I took a phone call yesterday from a client enquiring about the possibility of me doing some green screen/chroma-key work. As usual I have to get the ball rolling pretty quickly (although I prefer it this way - it's the only way to learn!) and will set up a meeting some time next week.
I suggested I'd look into over the weekend and have set aside time to investigate the realms of this technique (having not promised anything but keen to give it a go).
I have a couple of browsers open from the Ken Stone website with a great deal of helpful tips and techniques, but would love to hear from you folks on here (where to be fair I've amassed most of my related knowledge from :) ).

There were a couple of posts on the JVC boards relating to this subject (which I've read through) but they are a couple of years old (and may have referred to older versions of FCP).
I'm running FCS1 (FCP5, motion et al) alongside the HD100.
I think the key here is budget (possibly on their part as well as my own)....which is as constricted as ever.

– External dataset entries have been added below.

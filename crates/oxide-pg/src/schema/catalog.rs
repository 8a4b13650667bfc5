//! Live column catalog of a table.

use indexmap::IndexMap;

use crate::coder::quote;
use crate::error::{Error, Result};
use crate::value::Row;

/// One live column as reported by `information_schema.columns`.
#[derive(Debug, Clone, PartialEq, Eq)]
pub struct CatalogEntry {
    /// Column name.
    pub column_name: String,
    /// Underlying type name (`int8`, `text`, `numeric`, ...).
    pub udt_name: String,
    /// Whether the column accepts NULL.
    pub is_nullable: bool,
}

impl CatalogEntry {
    /// Creates an entry.
    #[must_use]
    pub fn new(column_name: impl Into<String>, udt_name: impl Into<String>, is_nullable: bool) -> Self {
        Self {
            column_name: column_name.into(),
            udt_name: udt_name.into(),
            is_nullable,
        }
    }

    /// Reads an entry from a scanned catalog row.
    ///
    /// # Errors
    ///
    /// Returns [`Error::Coercion`] when a catalog column is missing or of
    /// the wrong type.
    pub fn from_row(row: &Row) -> Result<Self> {
        let nullable: String = row.get_as("is_nullable")?;
        Ok(Self {
            column_name: row.get_as("column_name")?,
            udt_name: row.get_as("udt_name")?,
            is_nullable: nullable.eq_ignore_ascii_case("yes"),
        })
    }
}

/// The live columns of one table, keyed by lower-cased name in ordinal
/// order. Fetched fresh for every reconciliation.
#[derive(Debug, Clone, Default, PartialEq, Eq)]
pub struct TableCatalog {
    entries: IndexMap<String, CatalogEntry>,
}

impl TableCatalog {
    /// Creates an empty catalog.
    #[must_use]
    pub fn new() -> Self {
        Self::default()
    }

    /// Adds an entry.
    pub fn insert(&mut self, entry: CatalogEntry) {
        self.entries.insert(entry.column_name.to_lowercase(), entry);
    }

    /// Looks up a column, ignoring case.
    #[must_use]
    pub fn get(&self, column: &str) -> Option<&CatalogEntry> {
        self.entries.get(&column.to_lowercase())
    }

    /// Entries in ordinal order.
    pub fn entries(&self) -> impl Iterator<Item = &CatalogEntry> {
        self.entries.values()
    }

    /// Number of columns.
    #[must_use]
    pub fn len(&self) -> usize {
        self.entries.len()
    }

    /// Returns `true` when the table reported no columns.
    #[must_use]
    pub fn is_empty(&self) -> bool {
        self.entries.is_empty()
    }
}

impl FromIterator<CatalogEntry> for TableCatalog {
    fn from_iter<I: IntoIterator<Item = CatalogEntry>>(iter: I) -> Self {
        let mut catalog = Self::new();
        for entry in iter {
            catalog.insert(entry);
        }
        catalog
    }
}

/// Query listing a table's columns in ordinal order.
#[must_use]
pub fn columns_query(table: &str) -> String {
    format!(
        "SELECT column_name, udt_name, is_nullable FROM information_schema.columns \
         WHERE table_schema = current_schema() AND table_name = {} ORDER BY ordinal_position",
        quote(&table.to_lowercase())
    )
}

/// Query counting tables with the given name in the current schema.
#[must_use]
pub fn table_exists_query(table: &str) -> String {
    format!(
        "SELECT count(*) AS count FROM information_schema.tables \
         WHERE table_schema = current_schema() AND table_name = {}",
        quote(&table.to_lowercase())
    )
}

/// Normalises a type name to the engine's `udt_name` spelling so declared
/// types compare equal to catalog entries.
///
/// Length and precision modifiers are dropped; `text[]` becomes `_text`.
#[must_use]
pub fn udt_name(sql_type: &str) -> String {
    let lower = sql_type.trim().to_lowercase();
    if let Some(element) = lower.strip_suffix("[]") {
        return format!("_{}", udt_name(element));
    }
    let base = lower.find('(').map_or_else(
        || lower.clone(),
        |open| {
            let close = lower[open..].find(')').map_or(lower.len(), |i| open + i + 1);
            format!("{}{}", lower[..open].trim_end(), &lower[close..])
        },
    );
    let normalized = match base.trim() {
        "bigint" | "int8" | "bigserial" | "serial8" => "int8",
        "integer" | "int" | "int4" | "serial" | "serial4" => "int4",
        "smallint" | "int2" | "smallserial" | "serial2" => "int2",
        "boolean" | "bool" => "bool",
        "numeric" | "decimal" => "numeric",
        "double precision" | "float8" | "float" => "float8",
        "real" | "float4" => "float4",
        "character varying" | "varchar" => "varchar",
        "character" | "char" | "bpchar" => "bpchar",
        "timestamptz" | "timestamp with time zone" => "timestamptz",
        "timestamp" | "timestamp without time zone" => "timestamp",
        "timetz" | "time with time zone" => "timetz",
        "time" | "time without time zone" => "time",
        other => return other.to_string(),
    };
    normalized.to_string()
}

/// Reads a catalog from scanned rows.
///
/// # Errors
///
/// Returns the first row conversion error.
pub fn catalog_from_rows<'a>(rows: impl IntoIterator<Item = &'a Row>) -> Result<TableCatalog> {
    rows.into_iter()
        .map(CatalogEntry::from_row)
        .collect::<Result<TableCatalog>>()
        .map_err(|e| match e {
            Error::Coercion { column, message } => Error::Coercion {
                column,
                message: format!("catalog row: {message}"),
            },
            other => other,
        })
}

The footage may end up as clips on websites (it's for a design company) rather than DVD, but until I meet I can't be sure.
I could probably extend to purchasing the cheapest possible muslin (a poster on here has used a roll of graphic paper with apparently decent effects); I'd thought of popping in to either a large, local camera store, ebay, or perhaps a fabric shop. There are a great deal of solutions out there (plug ins; AE etc) but I simply cannot go that route at the moment.

The DVcreators site has a few good tips about lighting (which again is on a budget...might be a case of hiring for a day and using the living room as the 'studio') with advice on a uniform zebra and lighting the subject from above producing a white rim around the subject. Ultimately it will come down to trial and error, but it might be a good opportunity if all goes ok.

Any suggestions would be greatly received.
Thanks.

ps: is there chromakey work on Tim's (soon to be PAL? :) ) tutorial DVD?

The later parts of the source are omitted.